(Records from a collection)
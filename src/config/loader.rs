//! Configuration file discovery and loading.
//!
//! This module handles finding and loading configuration files from
//! various locations in the correct priority order.

use crate::config::merger::merge_configs;
use crate::config::schema::PrereqConfig;
use crate::error::{PrereqError, Result};
use std::fs;
use std::path::{Path, PathBuf};

/// Directory holding project configuration.
pub const CONFIG_DIR: &str = ".prereq";

/// Paths to configuration files in priority order (later overrides earlier).
///
/// Merge order:
/// 1. User global config (`~/.prereq/config.yml`)
/// 2. Project config (`.prereq/config.yml`)
/// 3. Local overrides (`.prereq/config.local.yml`)
#[derive(Debug, Clone)]
pub struct ConfigPaths {
    /// User's global config: ~/.prereq/config.yml
    pub user_global: Option<PathBuf>,

    /// Project config: .prereq/config.yml
    pub project: Option<PathBuf>,

    /// Local overrides: .prereq/config.local.yml
    pub project_local: Option<PathBuf>,
}

impl ConfigPaths {
    /// Discover config files for the given project root.
    pub fn discover(project_root: &Path) -> Self {
        Self {
            user_global: dirs::home_dir().and_then(|home| existing(home.join(CONFIG_DIR).join("config.yml"))),
            project: existing(project_root.join(CONFIG_DIR).join("config.yml")),
            project_local: existing(project_root.join(CONFIG_DIR).join("config.local.yml")),
        }
    }

    /// Returns all existing config paths in merge order.
    pub fn all_existing(&self) -> Vec<&PathBuf> {
        [&self.user_global, &self.project, &self.project_local]
            .into_iter()
            .flatten()
            .collect()
    }

    /// Check if any config file exists.
    pub fn is_empty(&self) -> bool {
        self.all_existing().is_empty()
    }
}

fn existing(path: PathBuf) -> Option<PathBuf> {
    if path.exists() {
        Some(path)
    } else {
        None
    }
}

/// Find the project root by walking up from `start`.
///
/// Looks for a `.prereq` directory first, then falls back to `.git`.
pub fn find_project_root(start: &Path) -> Option<PathBuf> {
    let mut current = start.to_path_buf();

    loop {
        if current.join(CONFIG_DIR).is_dir() {
            return Some(current);
        }

        if current.join(".git").exists() {
            return Some(current);
        }

        if !current.pop() {
            return None;
        }
    }
}

/// Load a single config file and parse it into PrereqConfig.
///
/// # Errors
///
/// Returns `ConfigNotFound` if the file doesn't exist.
/// Returns `ConfigParseError` if the YAML is invalid.
pub fn load_config_file(path: &Path) -> Result<PrereqConfig> {
    let content = read(path)?;
    parse_config(&content, path)
}

/// Parse YAML content into PrereqConfig.
///
/// An empty document yields the default config.
pub fn parse_config(content: &str, source_path: &Path) -> Result<PrereqConfig> {
    if content.trim().is_empty() {
        return Ok(PrereqConfig::default());
    }

    serde_yaml::from_str(content).map_err(|e| PrereqError::ConfigParseError {
        path: source_path.to_path_buf(),
        message: e.to_string(),
    })
}

/// Load a config file as raw YAML Value (for merging).
pub fn load_config_value(path: &Path) -> Result<serde_yaml::Value> {
    let content = read(path)?;

    serde_yaml::from_str(&content).map_err(|e| PrereqError::ConfigParseError {
        path: path.to_path_buf(),
        message: e.to_string(),
    })
}

fn read(path: &Path) -> Result<String> {
    fs::read_to_string(path).map_err(|e| {
        if e.kind() == std::io::ErrorKind::NotFound {
            PrereqError::ConfigNotFound {
                path: path.to_path_buf(),
            }
        } else {
            PrereqError::Io(e)
        }
    })
}

/// Load and merge all config files for a project.
///
/// Missing files are skipped; with no files at all the default config is
/// returned.
pub fn load_merged_config(project_root: &Path) -> Result<PrereqConfig> {
    let paths = ConfigPaths::discover(project_root);

    let mut configs = Vec::new();
    for path in paths.all_existing() {
        tracing::debug!("Loading config from {}", path.display());
        let value = load_config_value(path)?;
        // Empty files parse to null
        if !value.is_null() {
            configs.push(value);
        }
    }

    if configs.is_empty() {
        return Ok(PrereqConfig::default());
    }

    let merged = merge_configs(&configs);

    serde_yaml::from_value(merged).map_err(|e| PrereqError::ConfigParseError {
        path: project_root.join(CONFIG_DIR).join("config.yml"),
        message: format!("Failed to parse merged config: {}", e),
    })
}

/// Load config with optional path override.
///
/// If `config_override` is provided, loads only that file without merging.
/// Otherwise, discovers and merges all config files.
pub fn load_config(project_root: &Path, config_override: Option<&Path>) -> Result<PrereqConfig> {
    if let Some(override_path) = config_override {
        load_config_file(override_path)
    } else {
        load_merged_config(project_root)
    }
}

#[cfg(test)]
mod tests {
    use super::*;
    use tempfile::TempDir;

    fn setup_project(config: &str) -> TempDir {
        let temp = TempDir::new().unwrap();
        let config_dir = temp.path().join(CONFIG_DIR);
        fs::create_dir_all(&config_dir).unwrap();
        fs::write(config_dir.join("config.yml"), config).unwrap();
        temp
    }

    #[test]
    fn discover_finds_project_and_local() {
        let temp = setup_project("");
        fs::write(temp.path().join(CONFIG_DIR).join("config.local.yml"), "").unwrap();

        let paths = ConfigPaths::discover(temp.path());
        assert!(paths.project.is_some());
        assert!(paths.project_local.is_some());
    }

    #[test]
    fn discover_returns_none_for_missing_configs() {
        let temp = TempDir::new().unwrap();
        let paths = ConfigPaths::discover(temp.path());
        assert!(paths.project.is_none());
        assert!(paths.project_local.is_none());
    }

    #[test]
    fn find_project_root_finds_config_dir() {
        let temp = TempDir::new().unwrap();
        let subdir = temp.path().join("foo").join("bar");
        fs::create_dir_all(&subdir).unwrap();
        fs::create_dir_all(temp.path().join(CONFIG_DIR)).unwrap();

        assert_eq!(find_project_root(&subdir), Some(temp.path().to_path_buf()));
    }

    #[test]
    fn find_project_root_prefers_config_dir_over_git() {
        let temp = TempDir::new().unwrap();
        let subdir = temp.path().join("nested").join("project");
        fs::create_dir_all(&subdir).unwrap();
        fs::create_dir_all(temp.path().join(".git")).unwrap();
        fs::create_dir_all(subdir.join(CONFIG_DIR)).unwrap();

        assert_eq!(find_project_root(&subdir), Some(subdir));
    }

    #[test]
    fn load_config_file_returns_not_found_error() {
        let result = load_config_file(Path::new("/nonexistent/config.yml"));
        assert!(matches!(result, Err(PrereqError::ConfigNotFound { .. })));
    }

    #[test]
    fn parse_config_returns_parse_error_for_invalid_yaml() {
        let result = parse_config("invalid: yaml: content: [", Path::new("test.yml"));
        assert!(matches!(result, Err(PrereqError::ConfigParseError { .. })));
    }

    #[test]
    fn empty_file_is_default_config() {
        let temp = TempDir::new().unwrap();
        let config_path = temp.path().join("config.yml");
        fs::write(&config_path, "").unwrap();

        let config = load_config_file(&config_path).unwrap();
        assert!(config.dependencies.is_empty());
        assert_eq!(config.settings.poll_attempts, 61);
    }

    #[test]
    fn load_merged_config_merges_project_and_local() {
        let temp = setup_project(
            r#"
settings:
  poll_attempts: 10
dependencies:
  node:
    check: node --version
    install: [brew install node]
"#,
        );
        fs::write(
            temp.path().join(CONFIG_DIR).join("config.local.yml"),
            r#"
settings:
  poll_interval_secs: 3
dependencies:
  node:
    install: [asdf install nodejs latest]
"#,
        )
        .unwrap();

        let config = load_merged_config(temp.path()).unwrap();

        assert_eq!(config.settings.poll_attempts, 10);
        assert_eq!(config.settings.poll_interval_secs, 3);
        let node = &config.dependencies["node"];
        assert_eq!(node.check, "node --version");
        assert_eq!(node.install, vec!["asdf install nodejs latest"]);
    }

    #[test]
    fn load_config_override_skips_discovery() {
        let temp = setup_project("settings:\n  poll_attempts: 10\n");
        let other = temp.path().join("other.yml");
        fs::write(&other, "settings:\n  poll_attempts: 2\n").unwrap();

        let config = load_config(temp.path(), Some(other.as_path())).unwrap();
        assert_eq!(config.settings.poll_attempts, 2);
    }
}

__Problem requirements__. What is needed is a copy of every line above in which "files" appears.

__Exercise result__.
//! This module handles finding and loading configuration files from
/// Paths to configuration files in priority order (later overrides earlier).
    /// Discover config files for the given project root.
/// Load and merge all config files for a project.
/// Missing files are skipped; with no files at all the default config is
        // Empty files parse to null
/// Otherwise, discovers and merges all config files.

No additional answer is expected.